Before I try to offer up answers or justifications of why this need for affirmation isn’t as big of a problem as many think, let me first admit that I check my stats. I am pretty stoked to be nearing 3,000 followers on Twitter. I google myself often and enjoy hearing my voice echoed back to me via the web. The question I suppose we are left asking is, is that a problem? Is wanting/needing affirmation a bad thing? Is it vain or needy to place your self-worth in the hands of others? Before we get to that answer, I want to make a claim that this discussion has little to do with the Internet. (*The need for acceptance and identity creation has implications for our students. I will try to touch on this idea at the end of this post.) Sure the Internet has made it easy to see how much attention each pixel of our collective self receives via Re-Tweets, views, Likes and other affirmative statistics, but I claiming that the need to be heard and accepted has always been a part of our human psychology; the Internet has only exacerbated our ability to monitor it.
I think the need to be heard and told we are valued is not only at the core of human psychology, but intricately connected to the very purpose of art. Yes, I understand that much of art is personal and cathartic. Why the artist creates is a question that we will never answer, but we can all agree that while some artists create art for the sake self-healing, many also create art to connect to others. Art is the ultimate act of sharing and openness. Audience is an inherent part of art. It has to be. The dance between creator and observer is what makes art so powerful. Let’s face it most people who create, write, paint, perform are needy. We have a void in our souls that can only be filled when others connect to our creations. We feel alive when our art helps others see who we are.
by Ari Zeiger
I have had this need to share and connect with people for as long as I can remember. Does this make me vain or needy? Lacking in self-confidence? Perhaps. But that is the nature to which I have grown fond. The spaces between a robust self-esteem and crippling anxiety is tenuous at best. The difference between the vain rock star and the nervous introvert can be nothing more than a pair of sunglasses and a bottle of whiskey. What I am trying to say is that, while the Internet magnifies our anxieties about whether or not we matter, most artist have always needed to be told they are relevant. Before the Internet did not authors worry about book sales, artists by number of guests at openings and paintings sold? While stats, numbers, sales, and reviews have always been a part of sharing, statistics have never slowed art down. I am sure the first caveman looked for a round of grunts and nods after he first sketched a picture of the hunt on the cold stonewall.
When I was younger, in my twenties, I would scribble poetry, stories, and other random observations into journals.

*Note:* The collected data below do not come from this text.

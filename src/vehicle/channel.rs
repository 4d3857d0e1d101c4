use async_trait::async_trait;
use flume::{Receiver, Sender};

use super::{Command, Vehicle};
use crate::Result;

/// A [Command] waiting to be carried out by the task owning the link
///
/// The owner must answer every request with [CommandRequest::respond()]. Dropping a request without answering makes
/// the waiting caller fail with [Error::Disconnected](crate::Error::Disconnected).
#[derive(Debug)]
pub struct CommandRequest {
    /// Command to carry out
    pub command: Command,
    reply: Sender<Result<()>>,
}

impl CommandRequest {
    /// Send the outcome of the command back to the caller
    ///
    /// A caller that stopped waiting is ignored.
    pub fn respond(self, result: Result<()>) {
        let _ = self.reply.send(result);
    }
}

/// [Vehicle] sending its commands over a channel
///
/// Commands are queued in order on the uplink. Each call waits for the reply to its own request before returning, so
/// a single caller never has more than one command in flight.
#[derive(Debug, Clone)]
pub struct ChannelVehicle {
    uplink: Sender<CommandRequest>,
}

impl ChannelVehicle {
    /// Create a vehicle from an existing uplink
    pub fn new(uplink: Sender<CommandRequest>) -> Self {
        Self { uplink }
    }

    /// Create a vehicle and the receiving end of its (unbounded) command queue
    pub fn unbounded() -> (Self, Receiver<CommandRequest>) {
        let (uplink, downlink) = flume::unbounded();
        (Self::new(uplink), downlink)
    }

    async fn send(&self, command: Command) -> Result<()> {
        let (reply, response) = flume::bounded(1);

        self.uplink.send_async(CommandRequest { command, reply }).await?;

        response.recv_async().await?
    }
}

#[async_trait]
impl Vehicle for ChannelVehicle {
    async fn connect(&self) -> Result<()> {
        self.send(Command::Connect).await
    }

    async fn takeoff(&self) -> Result<()> {
        self.send(Command::Takeoff).await
    }

    async fn land(&self) -> Result<()> {
        self.send(Command::Land).await
    }

    async fn rotate_clockwise(&self, degrees: f64) -> Result<()> {
        self.send(Command::RotateClockwise(degrees)).await
    }

    async fn rotate_counter_clockwise(&self, degrees: f64) -> Result<()> {
        self.send(Command::RotateCounterClockwise(degrees)).await
    }

    async fn move_forward(&self, centimeters: f64) -> Result<()> {
        self.send(Command::MoveForward(centimeters)).await
    }
}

These thoughts were very similar to my current blog posts, Tweets, and other ideas I share online. Back then I would scatter these journals on coffee table tops and would love when people would flip though them at parties. I would watch them wrinkle their faces in confusion or smile in understanding. I could feel them entering my consciousness through a shared understanding of not only who I was, but who they were. I was just not smart enough to leave a little comment box at the bottom of my journal pages, because I wanted more than anything to hear what they thought.
It is true that the web can enhance our neurosis and self-doubt. It can cripple the act of creation if we allow it to magnify our fears and misgivings. It can force us to place our self-worth in the hands of a fluctuating audience, and yes this can have disastrous effects, but this is not the fault of the web. This neurosis is rooted in our collective human psychology of needing love and acceptance. There are people much smarter than me with more letters after their names, who I am sure can write much more intellectually than me on the subject, but that has never stopped me from offering my opinion.
Each person must decide how their self-worth is derived. Each one of us has to decide what we are worth despite the Internet not because of it. Some days we feel like we can carry the world, while others we need to be told we are special. Understanding this dance and going with the flow is the most important thing an artist can learn to do. This was true before the web and it is even truer now.
It is nice to have a post re-tweeted and shared and “liked” and commented on. It makes us feel like our ideas are important and that others “get” us. It is great to make a film and get a couple thousands hits on Youtube. It feels warm in the heart to watch people connect to you words. It feels great to recieve emails from people who say they get what you are doing. Saying they respect you and your work. It is nice to go to conference and have drunken peers say they admire you. It is great to have fans. It feels good to be loved. How can it not? But the question we must ask ourselves is how much of what we do is for them? How much is for me? And how much is for us?
I could get wrapped up in the numbers, and I admit that I sometimes do, but I am learning that I share and let spill what I cannot hold inside. All I can do is hope that others connect. I have the audacity to write a book about my life and think people will care. That is the biggest cry for attention I can think of and that has nothing to do with the Internet or numbers, but I have found the less I worry about the numbers and focus on creating honest work filled with energy and passion the more the numbers tend to rise; the more comments I receive. Someday this fragile network I have cobbled together could all dry up and I could end up writing a blog no one reads, or scribble back into journals I leave on coffee tables in vacant rooms. A book no one buys. Either way, I know that sometimes I create art to help lighten the load and guide me through the darkness and sometimes I share what I share for you dear reader and I wouldn’t have it any other way.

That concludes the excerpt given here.